Vem-me à lembrança o que, aliás com bastante convicção, me disse certa feita uma jovem na Biblioteca Pública. Ela havia ido para uma visita com sua turma e não parecia muito feliz ali. Acabou revelando o motivo: não gostava de ler. E arrematou: “Não gosto de ler porque tenho de pensar”. Pensar não é privilégio de quem lê, claro. Quem não gosta de ler está no seu direito. As pessoas podem passar muito bem sem o livro e não são melhores nem piores que ninguém porque leem ou não leem. Mas em certos casos – e o foi no meu – a leitura pode ser uma ferramenta extraordinária para a vida. Quem se interessa pelos livros logo percebe a nítida diferença. Ninguém pode ignorar o poder que o livro dá.
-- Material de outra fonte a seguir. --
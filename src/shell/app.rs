//! # Hunt Shell
//!
//! Explicit application state for one player: the catalog, the current
//! [`UserState`], the persistence collaborator, the selected view, the open
//! mission terminal (if any) and the queue of deferred transitions.
//!
//! ## Flow
//!
//! ```text
//! Dashboard ──open_mission──▶ Terminal ──submit(correct)──▶ [success_delay]
//!     ▲                                                          │
//!     │                                                CompleteMission
//!     │                                                 (engine + save)
//!     └──────── ReturnToDashboard ◀──── [completion_delay] ◀─────┘
//! ```
//!
//! Time is always passed in by the caller, so the same code drives the
//! interactive `play` loop and deterministic tests.

use log::{debug, info, warn};
use std::time::Instant;

use crate::config::HuntConfig;
use crate::hunt::catalog::Catalog;
use crate::hunt::errors::HuntError;
use crate::hunt::progress::{complete_mission, Completion, SkipReason};
use crate::hunt::status::mission_status;
use crate::hunt::types::{MissionStatus, UserState, DEFAULT_USERNAME};
use crate::logutil::escape_log;
use crate::metrics;
use crate::shell::scheduler::Scheduler;
use crate::shell::terminal::{HintRequest, LogLevel, SubmitOutcome, TerminalSession};
use crate::storage::{sanitize_state, ProgressStore};

/// Name for a fresh snapshot: the configured one, unless it is blank.
fn configured_username(config: &HuntConfig) -> String {
    let name = config.username.trim();
    if name.is_empty() {
        DEFAULT_USERNAME.to_string()
    } else {
        name.to_string()
    }
}

#[derive(Debug, Clone, Copy, PartialEq, Eq)]
pub enum View {
    Dashboard,
    Missions,
    Badges,
}

/// Deferred transitions queued by the shell.
#[derive(Debug, Clone, PartialEq, Eq)]
pub enum ShellAction {
    CompleteMission(String),
    ReturnToDashboard,
}

pub struct HuntShell<S: ProgressStore> {
    catalog: Catalog,
    state: UserState,
    store: S,
    config: HuntConfig,
    view: View,
    active: Option<TerminalSession>,
    scheduler: Scheduler<ShellAction>,
}

impl<S: ProgressStore> HuntShell<S> {
    /// Restore the player's snapshot and start on the dashboard.
    pub fn open(catalog: Catalog, store: S, config: HuntConfig) -> Self {
        let mut state = sanitize_state(store.load(), &catalog);
        if state.username == DEFAULT_USERNAME {
            state.username = configured_username(&config);
        }
        info!(
            "Shell opened for {} (level {}, {} XP, {} missions done)",
            escape_log(&state.username),
            state.level,
            state.current_xp,
            state.completed_missions.len()
        );
        Self {
            catalog,
            state,
            store,
            config,
            view: View::Dashboard,
            active: None,
            scheduler: Scheduler::new(),
        }
    }

    pub fn catalog(&self) -> &Catalog {
        &self.catalog
    }

    pub fn state(&self) -> &UserState {
        &self.state
    }

    pub fn store(&self) -> &S {
        &self.store
    }

    pub fn view(&self) -> View {
        self.view
    }

    pub fn active(&self) -> Option<&TerminalSession> {
        self.active.as_ref()
    }

    /// Earliest pending deferred transition.
    pub fn next_deadline(&self) -> Option<Instant> {
        self.scheduler.next_deadline()
    }

    pub fn has_pending(&self) -> bool {
        !self.scheduler.is_empty()
    }

    pub fn select_view(&mut self, view: View) {
        self.view = view;
    }

    /// Open the terminal for `mission_id`. Any previously open terminal is
    /// closed first.
    pub fn open_mission(&mut self, mission_id: &str) -> Result<&TerminalSession, HuntError> {
        let mission = self.catalog.mission(mission_id)?;
        if mission_status(&self.state, mission) == MissionStatus::Locked {
            return Err(HuntError::MissionLocked {
                mission_id: mission.id.clone(),
                required_level: mission.required_level,
            });
        }
        let session = TerminalSession::new(mission);
        self.close_mission();
        debug!("Opening terminal for {}", mission_id);
        Ok(self.active.insert(session))
    }

    /// Dismiss the terminal. Pending deferred transitions are dropped.
    pub fn close_mission(&mut self) {
        let dropped = self.scheduler.cancel_all();
        if let Some(session) = self.active.take() {
            if dropped > 0 {
                info!(
                    "Terminal for {} closed with {} pending transition(s) cancelled",
                    session.mission().id,
                    dropped
                );
            }
        }
    }

    /// Forward an answer to the open terminal. A correct answer schedules the
    /// reward after the configured success delay.
    pub fn submit(&mut self, input: &str, now: Instant) -> SubmitOutcome {
        let Some(session) = self.active.as_mut() else {
            return SubmitOutcome::Ignored;
        };
        let outcome = session.submit(input);
        if outcome == SubmitOutcome::Accepted {
            let mission_id = session.mission().id.clone();
            self.scheduler.schedule(
                now,
                self.config.success_delay(),
                ShellAction::CompleteMission(mission_id),
            );
        }
        outcome
    }

    /// Run every deferred transition due at `now`.
    pub fn tick(&mut self, now: Instant) -> Vec<ShellAction> {
        let due = self.scheduler.poll_due(now);
        for action in &due {
            match action {
                ShellAction::CompleteMission(id) => {
                    let completion = self.complete_now(id);
                    if let Some(session) = self.active.as_mut() {
                        let text = match &completion {
                            Completion::Applied(report) => {
                                format!("REWARD APPLIED: +{} XP", report.xp_awarded)
                            }
                            Completion::Skipped(_) => "REWARD ALREADY CLAIMED.".to_string(),
                        };
                        session.log(LogLevel::Success, &text);
                    }
                    self.scheduler.schedule(
                        now,
                        self.config.completion_delay(),
                        ShellAction::ReturnToDashboard,
                    );
                }
                ShellAction::ReturnToDashboard => {
                    self.active = None;
                    self.view = View::Dashboard;
                    debug!("Returned to dashboard");
                }
            }
        }
        due
    }

    /// Apply the completion transition immediately and persist the result.
    pub fn complete_now(&mut self, mission_id: &str) -> Completion {
        let completion = complete_mission(&self.state, mission_id, &self.catalog);
        match &completion {
            Completion::Applied(report) => {
                self.state = report.state.clone();
                metrics::inc_missions_completed();
                info!(
                    "Mission {} completed: +{} XP, level {} -> {}, new badges {:?}",
                    report.mission_id,
                    report.xp_awarded,
                    report.previous_level,
                    report.new_level,
                    report.new_badges
                );
                self.persist();
            }
            Completion::Skipped(SkipReason::AlreadyCompleted) => {
                debug!("Mission {} already completed; nothing awarded", mission_id);
            }
            Completion::Skipped(SkipReason::UnknownMission) => {
                warn!("Completion for unknown mission {} ignored", mission_id);
            }
        }
        completion
    }

    pub fn begin_hint(&mut self, query: Option<&str>) -> Option<HintRequest> {
        self.active.as_mut()?.begin_hint(query)
    }

    pub fn finish_hint(&mut self, text: &str) {
        if let Some(session) = self.active.as_mut() {
            session.finish_hint(text);
        }
    }

    /// Change the display name and persist it.
    pub fn rename(&mut self, username: &str) -> Result<(), HuntError> {
        let username = username.trim();
        if username.is_empty() {
            return Err(HuntError::InvalidUsername("username cannot be empty".into()));
        }
        self.state.username = username.to_string();
        self.store.save(&self.state)
    }

    /// Wipe all progress.
    pub fn reset(&mut self) -> Result<(), HuntError> {
        self.close_mission();
        self.store.reset()?;
        self.state = UserState::new(&configured_username(&self.config));
        self.view = View::Dashboard;
        info!("Progress reset for {}", escape_log(&self.state.username));
        Ok(())
    }

    fn persist(&self) {
        if let Err(e) = self.store.save(&self.state) {
            warn!("Failed to save progress: {}", e);
        }
    }
}

#[cfg(test)]
mod tests {
    use super::*;
    use crate::hunt::seeds::canonical_catalog;
    use crate::storage::MemoryStore;
    use std::time::Duration;

    fn shell() -> HuntShell<MemoryStore> {
        HuntShell::open(canonical_catalog(), MemoryStore::new(), HuntConfig::default())
    }

    fn ms(n: u64) -> Duration {
        Duration::from_millis(n)
    }

    #[test]
    fn reward_is_deferred_then_dashboard_returns() {
        let mut shell = shell();
        let t0 = Instant::now();
        shell.select_view(View::Missions);
        shell.open_mission("m001").unwrap();

        assert_eq!(
            shell.submit("o tempo esta a despertar", t0),
            SubmitOutcome::Accepted
        );
        assert_eq!(shell.state().current_xp, 0);

        assert!(shell.tick(t0 + ms(1999)).is_empty());
        let fired = shell.tick(t0 + ms(2000));
        assert_eq!(fired, vec![ShellAction::CompleteMission("m001".into())]);
        assert_eq!(shell.state().level, 2);
        assert_eq!(shell.store().snapshot().unwrap(), *shell.state());
        assert!(shell.active().is_some());

        shell.tick(t0 + ms(4500));
        assert!(shell.active().is_none());
        assert_eq!(shell.view(), View::Dashboard);
    }

    #[test]
    fn closing_terminal_cancels_reward() {
        let mut shell = shell();
        let t0 = Instant::now();
        shell.open_mission("m002").unwrap();
        shell.submit("HTTP", t0);
        shell.close_mission();

        assert!(shell.tick(t0 + ms(10_000)).is_empty());
        assert_eq!(shell.state().current_xp, 0);
        assert!(shell.store().snapshot().is_none());
    }

    #[test]
    fn locked_and_unknown_missions_refused() {
        let mut shell = shell();
        assert!(matches!(
            shell.open_mission("m003"),
            Err(HuntError::MissionLocked { required_level: 2, .. })
        ));
        assert!(matches!(
            shell.open_mission("m999"),
            Err(HuntError::NotFound(_))
        ));
    }

    #[test]
    fn username_from_config_applies_to_fresh_snapshot() {
        let config = HuntConfig {
            username: "neo".into(),
            ..HuntConfig::default()
        };
        let shell = HuntShell::open(canonical_catalog(), MemoryStore::new(), config);
        assert_eq!(shell.state().username, "neo");
    }

    #[test]
    fn blank_configured_name_keeps_placeholder() {
        let config = HuntConfig {
            username: "   ".into(),
            ..HuntConfig::default()
        };
        let mut shell = HuntShell::open(canonical_catalog(), MemoryStore::new(), config);
        assert_eq!(shell.state().username, DEFAULT_USERNAME);

        shell.rename("neo").unwrap();
        shell.reset().unwrap();
        assert_eq!(shell.state().username, DEFAULT_USERNAME);
    }

    #[test]
    fn rename_and_reset_persist() {
        let mut shell = shell();
        shell.complete_now("m001");
        shell.rename("  trinity ").unwrap();
        assert_eq!(shell.store().snapshot().unwrap().username, "trinity");
        assert!(shell.rename("   ").is_err());

        shell.reset().unwrap();
        assert_eq!(shell.state().level, 1);
        assert!(shell.state().completed_missions.is_empty());
        assert!(shell.store().snapshot().is_none());
    }

    #[test]
    fn hints_need_an_open_terminal() {
        let mut shell = shell();
        assert!(shell.begin_hint(None).is_none());
        shell.open_mission("m001").unwrap();
        let request = shell.begin_hint(Some("where?")).unwrap();
        assert_eq!(request.mission_title, "O Portal");
        shell.finish_hint("Look at the comments.");
        assert!(!shell.active().unwrap().hint_in_flight());
    }
}
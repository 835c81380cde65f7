//! Mission completion transition.
//!
//! Pure function over (state, mission id, catalog): no I/O, no clock, no
//! randomness. Unknown ids and already-completed missions are absorbed as
//! no-ops so a replayed or malformed event can never double-award XP or
//! badges.
use crate::hunt::badge::evaluate_rules;
use crate::hunt::catalog::{Catalog, UNREACHABLE_XP};
use crate::hunt::types::UserState;

/// Why a completion event left the state untouched.
#[derive(Debug, Clone, Copy, PartialEq, Eq)]
pub enum SkipReason {
    UnknownMission,
    AlreadyCompleted,
}

/// Details of an applied completion.
#[derive(Debug, Clone, PartialEq, Eq)]
pub struct CompletionReport {
    pub state: UserState,
    pub mission_id: String,
    pub xp_awarded: u32,
    pub previous_level: u32,
    pub new_level: u32,
    pub new_badges: Vec<String>,
}

impl CompletionReport {
    pub fn leveled_up(&self) -> bool {
        self.new_level > self.previous_level
    }
}

#[derive(Debug, Clone, PartialEq, Eq)]
pub enum Completion {
    Applied(CompletionReport),
    Skipped(SkipReason),
}

impl Completion {
    pub fn is_applied(&self) -> bool {
        matches!(self, Completion::Applied(_))
    }

    pub fn leveled_up(&self) -> bool {
        match self {
            Completion::Applied(report) => report.leveled_up(),
            Completion::Skipped(_) => false,
        }
    }

    /// The resulting state: the new snapshot, or `original` when skipped.
    pub fn into_state(self, original: &UserState) -> UserState {
        match self {
            Completion::Applied(report) => report.state,
            Completion::Skipped(_) => original.clone(),
        }
    }
}

/// Apply a mission completion event.
///
/// The level check is single-step: XP is compared against the threshold of
/// the level currently held, and at most one level is gained per event even
/// when the reward also clears the following thresholds.
pub fn complete_mission(state: &UserState, mission_id: &str, catalog: &Catalog) -> Completion {
    let mission = match catalog.mission(mission_id) {
        Ok(mission) => mission,
        Err(_) => return Completion::Skipped(SkipReason::UnknownMission),
    };
    if state.has_completed(mission_id) {
        return Completion::Skipped(SkipReason::AlreadyCompleted);
    }

    let new_xp = state.current_xp.saturating_add(mission.xp_reward);

    let threshold = catalog.threshold_for(state.level);
    let mut new_level = state.level;
    if threshold != UNREACHABLE_XP && new_xp >= threshold {
        new_level += 1;
    }

    let mut completed = state.completed_missions.clone();
    completed.push(mission_id.to_string());

    let new_badges = evaluate_rules(
        catalog.rules(),
        &completed,
        new_level,
        &state.unlocked_badges,
    );
    let mut unlocked = state.unlocked_badges.clone();
    unlocked.extend(new_badges.iter().cloned());

    Completion::Applied(CompletionReport {
        state: UserState {
            level: new_level,
            current_xp: new_xp,
            completed_missions: completed,
            unlocked_badges: unlocked,
            username: state.username.clone(),
        },
        mission_id: mission_id.to_string(),
        xp_awarded: mission.xp_reward,
        previous_level: state.level,
        new_level,
        new_badges,
    })
}

/// Convenience wrapper returning only the next state.
pub fn next_state(state: &UserState, mission_id: &str, catalog: &Catalog) -> UserState {
    complete_mission(state, mission_id, catalog).into_state(state)
}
Mas essa menina não queria saber. Ela se defendia, ainda: “Ah, esse negócio de ficar pensando é muito chato.”
É certo que Ray Bradbury, falecido em 2012, tenha vislumbrado alguns aspectos de seu livro já no tempo em que o escreveu, pois nos anos 1950, livre de uma guerra de grandes proporções, o mundo estava disposto a consumir tudo o que prometia uma vida mais prática e feliz, mas, tendo vivido ainda um bom tempo depois de publicar seu livro, fico imaginando o quanto ele computou ainda de acerto em sua previsão quanto a um mundo que se tornava tão menos humanizado diante de seus olhos.
Por que estou insistindo nesses fatos pavorosos? Simples. Porque numa coisa universal tem razão Ray Bradbury em Fahrenheit 451: o livro incomoda, o livro perturba, o livro muda as coisas do lugar e pode revolucionar a vida de quem o lê. O livro é esse doce, virulento e necessário manjar das consciências. Leon Tolstoi deixa bem claro: “Eu escrevo livros, por isso sei todo o mal que eles fazem.” Sempre que leio essa frase do grande escritor russo, torno-me mais consciente de que o bem que o livro faz é inversamente proporcional à inquietação que causa. Por isso a leitura de Fahrenheit 451 é tão necessária. E também porque nos dá o conhecimento prévio de uma possível tragédia que podemos evitar: um mundo sem livros, o que seria a derrocada final da humanidade, que tanto se beneficiou deles ao longo dos últimos milênios da sua evolução.